Venerdì 3 Luglio si è svolto lo “sciopero generale” della categoria del pubblico impiego per addirittura tre ore – ad eccezione della sanità, intera giornata – contro lo smantellamento della pubblica amministrazione. Il processo di “snellimento” della pubblica amministrazione è iniziato nel 1993 e oggi è già in stato avanzato. Il privato ormai si è insinuato in ogni meandro nascosto della pubblica amministrazione proprio perché nessuno è stato in grado, o ha voluto, di mobilitare davvero i lavoratori!
Fino a qualche tempo fa era la CGIL a far appello all'altisonante sciopero generale svuotandolo di ogni significato di “lotta comune a tutti i lavoratori per il raggiungimento di obiettivi generali” e riducendolo alla stregua di uno sciopero di categoria di poche ore. Fino a qualche tempo fa le lotte iniziavano, avevano uno svolgimento, e poi una fine. Le lotte si sviluppavano nel prosieguo di una trattativa nazionale o locale o generale. Oggi no! Le “lotte”, ad eccezione di pochi casi, lasciano il sapore di uno spot pubblicitario utile a deviare l'attenzione da tutti i contratti e gli accordi “capestro” sottoscritti nelle aziende e al tavolo nazionale dagli stessi sindacati in lotta! Anche parte del sindacalismo di base sembra oggi fare lo stesso! Come mai malgrado i tanti “guai” che assillano i lavoratori le lotte sono in numero sempre più basso? Come mai oggi le lotte, spesso, troppo spesso, sono in ritardo? Perché nessuno dice ai lavoratori che la questione del “sequestro” per visite fiscali in caso di malattia per il pubblico impiego è stata abolita solo perché il governo si è accorto che la contestazione più importante arrivava da una categoria “forte” come l'Ordine Nazionale dei Medici e che, se ogni amministrazione dovesse pagare 50 o 100 euro per ogni visita obbligatoria ai lavoratori in malattia, le casse degli enti sarebbero saltate in pochi mesi? Mentono quando sostengono di aver fatto le lotte! Non serve una copia dell'esistente! Non si tratta più di parlare di lavoratori che non riescono ad arrivare alla quarta settimana. Oggi si parla d'altro e i lavoratori lo sanno e, soprattutto, lo vivono. Inutile sostenere che non vogliamo pagare la crisi. STIAMO GIA' PAGANDO LA CRISI! I lavoratori non trovano il modo di esprimere pienamente la propria indignazione e la frustrazione aumenta producendo un senso di impotenza che sembra insuperabile.

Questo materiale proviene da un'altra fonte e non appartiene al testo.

//! Optional decision trace for a search run.

use serde::Serialize;
use std::fmt;

/// Why a branch or section was discarded.
#[derive(Debug, Clone, Copy, PartialEq, Eq, Serialize)]
pub enum PruneReason {
    /// Rejected by the pre-filter pass (time window or full/at-risk policy).
    Viability,
    /// Overlaps a section already selected for an earlier course.
    Conflict,
    /// Completed combination carries more full sections than the cap.
    FullLimit,
}

impl PruneReason {
    fn label(self) -> &'static str {
        match self {
            PruneReason::Viability => "VIABILITY",
            PruneReason::Conflict => "CONFLICT",
            PruneReason::FullLimit => "FULL_LIMIT",
        }
    }
}

/// One event observed during the search.
#[derive(Debug, Clone, PartialEq, Serialize)]
pub enum TraceEvent {
    /// A candidate section is about to be tested at a course depth.
    Try {
        course: usize,
        group: u32,
        schedule: String,
    },
    /// A section or branch was discarded.
    Prune { reason: PruneReason, detail: String },
    /// A valid timetable was recorded (1-based index).
    Valid { index: usize },
    /// A frame exhausted its candidates and returned to its parent.
    Backtrack { depth: usize },
}

impl fmt::Display for TraceEvent {
    fn fmt(&self, f: &mut fmt::Formatter<'_>) -> fmt::Result {
        match self {
            TraceEvent::Try {
                course,
                group,
                schedule,
            } => write!(f, "[TRY] course {course}: group {group} - {schedule}"),
            TraceEvent::Prune { reason, detail } => {
                write!(f, "[PRUNE] {}: {detail}", reason.label())
            }
            TraceEvent::Valid { index } => write!(f, "[VALID] schedule {index} found"),
            TraceEvent::Backtrack { depth } => write!(f, "[BACKTRACK] depth {depth}"),
        }
    }
}

/// Collects [`TraceEvent`]s during a run without altering outcomes.
///
/// A disabled log records nothing and skips event construction entirely,
/// so tracing costs nothing when off.
#[derive(Debug, Default)]
pub struct TraceLog {
    enabled: bool,
    events: Vec<TraceEvent>,
}

impl TraceLog {
    /// A log that records events.
    pub fn enabled() -> Self {
        TraceLog {
            enabled: true,
            events: Vec::new(),
        }
    }

    /// A log that drops everything.
    pub fn disabled() -> Self {
        TraceLog::default()
    }

    /// Whether this log records events.
    pub fn is_enabled(&self) -> bool {
        self.enabled
    }

    /// Records an event; the closure runs only when enabled.
    pub(crate) fn record(&mut self, event: impl FnOnce() -> TraceEvent) {
        if self.enabled {
            self.events.push(event());
        }
    }

    /// The recorded events, in order.
    pub fn events(&self) -> &[TraceEvent] {
        &self.events
    }

    /// Renders the trace as one line per event.
    pub fn render(&self) -> String {
        self.events
            .iter()
            .map(|e| e.to_string())
            .collect::<Vec<_>>()
            .join("\n")
    }

    /// Clears all recorded events.
    pub fn clear(&mut self) {
        self.events.clear();
    }
}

Oggi manca un “catalizzatore” forte e credibile per lavoratori/disoccupati.
In questo “confuso” orizzonte di sfaldamenti politico-sindacali non serve fasciarsi la testa ma al contrario considerare tale situazione una sfida che, se vista in positivo, potrebbe portare alla ricostituzione di un ambito che, depurato dalle componenti opportunistiche, contrasti realmente e quotidianamente un sistema di norme sul lavoro che oggi non tutela più nessuno!
La nostra speranza è che la CUB abbia questa volta il coraggio e la forza per depurarsi da chi inganna i lavoratori e riesca a raccogliere finalmente le istanze di tanti. Sarà difficilissimo ma speriamo che succeda davvero.
L'alternativa è continuare a lavorare per creare altro!